Liebe Iris und Angehörige,

es wäre Deinem Mann zu wünschen gewesen, dass er ohne Schmerzen hätte gehen dürfen. Leider war dies nicht der Fall. Da auch ich seinen Werdegang habe mitverfolgen können, hat er alles versucht und den Kampf verloren.

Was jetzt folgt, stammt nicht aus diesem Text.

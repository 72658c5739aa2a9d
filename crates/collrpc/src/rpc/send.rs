// SPDX-License-Identifier: Apache-2.0 OR MIT
// Copyright (c) 2025-2026 naskel.com

//! Point-to-point send path and completion delivery.
//!
//! `send` stores the caller's callback, claims an in-flight slot (or
//! queues), marks the object `Sent` and hands the request bytes to the
//! transport. Any synchronous failure rolls the state back, releases the
//! tracking reference and then drops the creation reference: a failed
//! `send` destroys the object, so callers never need a separate cleanup
//! call. After a successful `send`, the only signal is the completion
//! callback, fired from the transport's progress path.

use std::sync::atomic::Ordering;
use std::sync::Arc;

use crate::error::{Error, RpcResult};
use crate::group::Destination;

use super::tracker::Tracked;
use super::{CompletionCallback, RpcEngine, RpcObject, RpcState};

/// Transition an object to `Completed` and fire its callback exactly once.
///
/// The state change and the callback take happen under the object lock;
/// the callback itself runs outside it. A second completion attempt is a
/// broken invariant: logged and dropped.
pub(crate) fn deliver_completion(obj: &Arc<RpcObject>, result: RpcResult<()>) {
    let callback = {
        let mut inner = obj.lock();
        if inner.state == RpcState::Completed {
            log::error!(
                "opc {} xid {}: duplicate completion suppressed",
                obj.opcode(),
                obj.xid()
            );
            debug_assert!(false, "duplicate rpc completion");
            return;
        }
        inner.state = RpcState::Completed;
        inner.result = Some(result.clone());
        inner.completion.take()
    };

    obj.done.store(true, Ordering::Release);

    if let Some(callback) = callback {
        callback(obj, result);
    }
}

impl RpcEngine {
    /// Send an RPC object, arming `callback` to fire exactly once at
    /// completion.
    ///
    /// Collective objects are routed to the fan-out path. On a synchronous
    /// error the object is destroyed (creation reference released) and
    /// must not be used again.
    pub fn send(&self, obj: &Arc<RpcObject>, callback: CompletionCallback) -> RpcResult<()> {
        if obj.is_collective() {
            return self.corpc_send(obj, callback);
        }

        let rc = self.send_p2p(obj, callback);
        if let Err(err) = &rc {
            log::warn!("opc {}: send failed: {}", obj.opcode(), err);
            // Failed sends destroy the request internally.
            let _ = obj.dec_ref();
        }
        rc
    }

    fn send_p2p(&self, obj: &Arc<RpcObject>, callback: CompletionCallback) -> RpcResult<()> {
        let Some(dest) = obj.destination().cloned() else {
            return Err(Error::invalid_arg("rpc object has no destination"));
        };

        {
            let mut inner = obj.lock();
            if inner.state != RpcState::Inited {
                return Err(Error::InvalidState("send on non-inited rpc"));
            }
            inner.completion = Some(callback);
        }

        // Tracking holds one reference until untrack.
        obj.add_ref()?;
        match self.shared.tracker.track(obj, &dest.addr) {
            Tracked::Queued => {
                log::debug!("opc {}: queued behind in-flight budget for {}", obj.opcode(), dest);
                Ok(())
            }
            Tracked::Inflight => {
                if let Err(err) = self.send_immediately(obj, &dest) {
                    self.release_slot_and_dispatch(&dest);
                    let _ = obj.dec_ref();
                    return Err(err);
                }
                Ok(())
            }
        }
    }

    /// Hand one tracked request to the transport. Rolls the state back to
    /// `Inited` when the transport refuses it.
    pub(crate) fn send_immediately(&self, obj: &Arc<RpcObject>, dest: &Destination) -> RpcResult<()> {
        let handle = self.shared.transport.create_handle(dest, obj.opcode())?;
        obj.xid.store(handle, Ordering::Relaxed);

        let input = {
            let mut inner = obj.lock();
            inner.state = RpcState::Sent;
            inner.handle = Some(handle);
            inner.input.clone()
        };

        let engine = self.clone();
        let obj_cb = obj.clone();
        let dest_cb = dest.clone();
        let rc = self.shared.transport.send(
            handle,
            &input,
            Box::new(move |reply| {
                let result = match reply.status {
                    Ok(()) => {
                        let mut inner = obj_cb.lock();
                        let len = inner.output.len().min(reply.output.len());
                        inner.output[..len].copy_from_slice(&reply.output[..len]);
                        Ok(())
                    }
                    Err(code) => Err(Error::Transport(code)),
                };
                engine.on_transport_reply(&obj_cb, &dest_cb, result);
            }),
        );

        if let Err(err) = rc {
            let mut inner = obj.lock();
            inner.state = RpcState::Inited;
            inner.handle = None;
            drop(inner);
            self.shared.transport.destroy_handle(handle);
            return Err(err);
        }
        Ok(())
    }

    /// Runs on the progress thread once the transport resolved a request.
    fn on_transport_reply(&self, obj: &Arc<RpcObject>, dest: &Destination, result: RpcResult<()>) {
        if let Err(err) = &result {
            log::debug!("opc {} xid {}: completed with {}", obj.opcode(), obj.xid(), err);
        }
        deliver_completion(obj, result);

        if let Some(handle) = obj.lock().handle.take() {
            self.shared.transport.destroy_handle(handle);
        }

        self.release_slot_and_dispatch(dest);
        // Tracking reference.
        let _ = obj.dec_ref();
    }

    /// Free the in-flight slot for `dest` and dispatch requests promoted
    /// from the wait queue. A promoted request that the transport refuses
    /// completes with that error here; its caller already saw `send`
    /// succeed, so the callback is the only remaining signal.
    fn release_slot_and_dispatch(&self, dest: &Destination) {
        let mut pending = self.shared.tracker.release(&dest.addr);
        while let Some(obj) = pending.pop() {
            let obj_dest = obj.destination().cloned().unwrap_or_else(|| dest.clone());
            match self.send_immediately(&obj, &obj_dest) {
                Ok(()) => {}
                Err(err) => {
                    log::warn!(
                        "opc {}: queued dispatch to {} failed: {}",
                        obj.opcode(),
                        obj_dest,
                        err
                    );
                    deliver_completion(&obj, Err(err));
                    pending.extend(self.shared.tracker.release(&obj_dest.addr));
                    let _ = obj.dec_ref();
                }
            }
        }
    }
}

Ich wünsche Dir und den Angehörigen mein aufrichtiges Beileid.

Hans-J.

----------


## premme

Hallo Iris,
auch ich bin erschrocken und traurig. Er hatte es nicht leicht, war aber trotz allem ein großer Kämpfer.
Ich möchte dir hiermit, aus vollem Herzen, mein Beileid aussprechen.

Gruß premme

----------


## Helmut.2

Liebe Iris und Kinder,

Herzliches Beileid 
Helmut

----------


## RalfDm

Liebe Iris,

jeder der Forumsteilnehmer hier wünscht sich wohl, es hätte mehr gegeben, womit wir Deinem Mann zu einem längeren Überleben hätten verhelfen können. Immer wieder werden wir auf den Boden der nüchternen Tatsache zurückgeholt, dass unsere Ärzte und wir in vielen Fällen noch viel zu wenig gegen diese Krankheit ausrichten können, und dass wir uns in einem Kampf befinden, der noch sehr lange dauern wird.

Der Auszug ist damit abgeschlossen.